(Stored data entries)

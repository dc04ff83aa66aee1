//! `Arc<T>` and `Box<T>` are transparent: type info, paths and shape views
//! are the pointee's. Only [`Reflect::ty_id`] still names the pointer type,
//! so a shared `Arc` can be recovered by downcasting.

use std::sync::Arc;

use crate::info::{TypeInfo, TypePath, Typed};
use crate::ops::ReflectRef;
use crate::registry::{GetTypeMeta, TypeMeta, TypeRegistry};
use crate::{FromReflect, Reflect};

macro_rules! impl_transparent_path {
    ($ty:ident) => {
        impl<T: TypePath> TypePath for $ty<T> {
            #[inline]
            fn type_path() -> &'static str {
                T::type_path()
            }

            #[inline]
            fn type_name() -> &'static str {
                T::type_name()
            }
        }

        impl<T: Typed> Typed for $ty<T> {
            #[inline]
            fn type_info() -> &'static TypeInfo {
                T::type_info()
            }
        }

        impl<T: GetTypeMeta> GetTypeMeta for $ty<T> {
            #[inline]
            fn get_type_meta() -> TypeMeta {
                T::get_type_meta()
            }

            #[inline]
            fn register_dependencies(registry: &mut TypeRegistry) {
                T::register_dependencies(registry);
            }
        }
    };
}

impl_transparent_path!(Arc);
impl_transparent_path!(Box);

// -----------------------------------------------------------------------------
// Arc

impl<T: Reflect + Typed> Reflect for Arc<T> {
    #[inline]
    fn is_dynamic(&self) -> bool {
        (**self).is_dynamic()
    }

    #[inline]
    fn represented_type_info(&self) -> Option<&'static TypeInfo> {
        (**self).represented_type_info()
    }

    #[inline]
    fn reflect_ref(&self) -> ReflectRef<'_> {
        (**self).reflect_ref()
    }

    /// Clones the pointer, not the pointee.
    #[inline]
    fn reflect_clone(&self) -> Box<dyn Reflect> {
        Box::new(Arc::clone(self))
    }
}

impl<T: FromReflect> FromReflect for Arc<T> {
    /// Shares an existing `Arc<T>`, or wraps a value rebuilt as `T`.
    fn from_reflect(reflect: &dyn Reflect) -> Option<Self> {
        match reflect.downcast_ref::<Arc<T>>() {
            Some(shared) => Some(Arc::clone(shared)),
            None => T::from_reflect(reflect).map(Arc::new),
        }
    }
}

// -----------------------------------------------------------------------------
// Box

impl<T: Reflect + Typed> Reflect for Box<T> {
    #[inline]
    fn is_dynamic(&self) -> bool {
        (**self).is_dynamic()
    }

    #[inline]
    fn represented_type_info(&self) -> Option<&'static TypeInfo> {
        (**self).represented_type_info()
    }

    #[inline]
    fn reflect_ref(&self) -> ReflectRef<'_> {
        (**self).reflect_ref()
    }

    #[inline]
    fn reflect_clone(&self) -> Box<dyn Reflect> {
        (**self).reflect_clone()
    }
}

impl<T: FromReflect> FromReflect for Box<T> {
    fn from_reflect(reflect: &dyn Reflect) -> Option<Self> {
        T::from_reflect(reflect).map(Box::new)
    }
}

// -----------------------------------------------------------------------------
// Tests

#[cfg(test)]
mod tests {
    use std::sync::Arc;

    use crate::info::{TypePath, Typed};
    use crate::{FromReflect, Reflect};

    #[test]
    fn arc_is_transparent() {
        assert_eq!(<Arc<u8>>::type_path(), "u8");
        assert!(<Box<String>>::type_info().type_is::<String>());

        let shared = Arc::new(vec![1_u8, 2]);
        let view = shared.reflect_ref().as_reflect();
        assert!(core::ptr::addr_eq(view, Arc::as_ptr(&shared)));
        assert_eq!(shared.reflect_partial_eq(&vec![1_u8, 2]), Some(true));
    }

    #[test]
    fn arc_from_reflect_keeps_sharing() {
        let shared = Arc::new(String::from("node"));
        let cloned = shared.reflect_clone();
        let again = <Arc<String>>::from_reflect(&*cloned).unwrap();
        assert!(Arc::ptr_eq(&shared, &again));

        let fresh = <Arc<String>>::from_reflect(&String::from("node")).unwrap();
        assert!(!Arc::ptr_eq(&shared, &fresh));
    }
}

**Work required:** Please output each entry above exactly, leaving nothing out.

**Task solution:**
repository dc04ff83aa66aee1
//! `Arc<T>` and `Box<T>` are transparent: type info, paths and shape views
//! are the pointee's. Only [`Reflect::ty_id`] still names the pointer type,
//! so a shared `Arc` can be recovered by downcasting.

use std::sync::Arc;

use crate::info::{TypeInfo, TypePath, Typed};
use crate::ops::ReflectRef;
use crate::registry::{GetTypeMeta, TypeMeta, TypeRegistry};
use crate::{FromReflect, Reflect};

macro_rules! impl_transparent_path {
    ($ty:ident) => {
        impl<T: TypePath> TypePath for $ty<T> {
            #[inline]
            fn type_path() -> &'static str {
                T::type_path()
            }

            #[inline]
            fn type_name() -> &'static str {
                T::type_name()
            }
        }

        impl<T: Typed> Typed for $ty<T> {
            #[inline]
            fn type_info() -> &'static TypeInfo {
                T::type_info()
            }
        }

        impl<T: GetTypeMeta> GetTypeMeta for $ty<T> {
            #[inline]
            fn get_type_meta() -> TypeMeta {
                T::get_type_meta()
            }

            #[inline]
            fn register_dependencies(registry: &mut TypeRegistry) {
                T::register_dependencies(registry);
            }
        }
    };
}

impl_transparent_path!(Arc);
impl_transparent_path!(Box);

// -----------------------------------------------------------------------------
// Arc

impl<T: Reflect + Typed> Reflect for Arc<T> {
    #[inline]
    fn is_dynamic(&self) -> bool {
        (**self).is_dynamic()
    }

    #[inline]
    fn represented_type_info(&self) -> Option<&'static TypeInfo> {
        (**self).represented_type_info()
    }

    #[inline]
    fn reflect_ref(&self) -> ReflectRef<'_> {
        (**self).reflect_ref()
    }

    /// Clones the pointer, not the pointee.
    #[inline]
    fn reflect_clone(&self) -> Box<dyn Reflect> {
        Box::new(Arc::clone(self))
    }
}

impl<T: FromReflect> FromReflect for Arc<T> {
    /// Shares an existing `Arc<T>`, or wraps a value rebuilt as `T`.
    fn from_reflect(reflect: &dyn Reflect) -> Option<Self> {
        match reflect.downcast_ref::<Arc<T>>() {
            Some(shared) => Some(Arc::clone(shared)),
            None => T::from_reflect(reflect).map(Arc::new),
        }
    }
}

// -----------------------------------------------------------------------------
// Box

impl<T: Reflect + Typed> Reflect for Box<T> {
    #[inline]
    fn is_dynamic(&self) -> bool {
        (**self).is_dynamic()
    }

    #[inline]
    fn represented_type_info(&self) -> Option<&'static TypeInfo> {
        (**self).represented_type_info()
    }

    #[inline]
    fn reflect_ref(&self) -> ReflectRef<'_> {
        (**self).reflect_ref()
    }

    #[inline]
    fn reflect_clone(&self) -> Box<dyn Reflect> {
        (**self).reflect_clone()
    }
}

impl<T: FromReflect> FromReflect for Box<T> {
    fn from_reflect(reflect: &dyn Reflect) -> Option<Self> {
        T::from_reflect(reflect).map(Box::new)
    }
}

// -----------------------------------------------------------------------------
// Tests

#[cfg(test)]
mod tests {
    use std::sync::Arc;

    use crate::info::{TypePath, Typed};
    use crate::{FromReflect, Reflect};

    #[test]
    fn arc_is_transparent() {
        assert_eq!(<Arc<u8>>::type_path(), "u8");
        assert!(<Box<String>>::type_info().type_is::<String>());

        let shared = Arc::new(vec![1_u8, 2]);
        let view = shared.reflect_ref().as_reflect();
        assert!(core::ptr::addr_eq(view, Arc::as_ptr(&shared)));
        assert_eq!(shared.reflect_partial_eq(&vec![1_u8, 2]), Some(true));
    }

    #[test]
    fn arc_from_reflect_keeps_sharing() {
        let shared = Arc::new(String::from("node"));
        let cloned = shared.reflect_clone();
        let again = <Arc<String>>::from_reflect(&*cloned).unwrap();
        assert!(Arc::ptr_eq(&shared, &again));

        let fresh = <Arc<String>>::from_reflect(&String::from("node")).unwrap();
        assert!(!Arc::ptr_eq(&shared, &fresh));
    }
}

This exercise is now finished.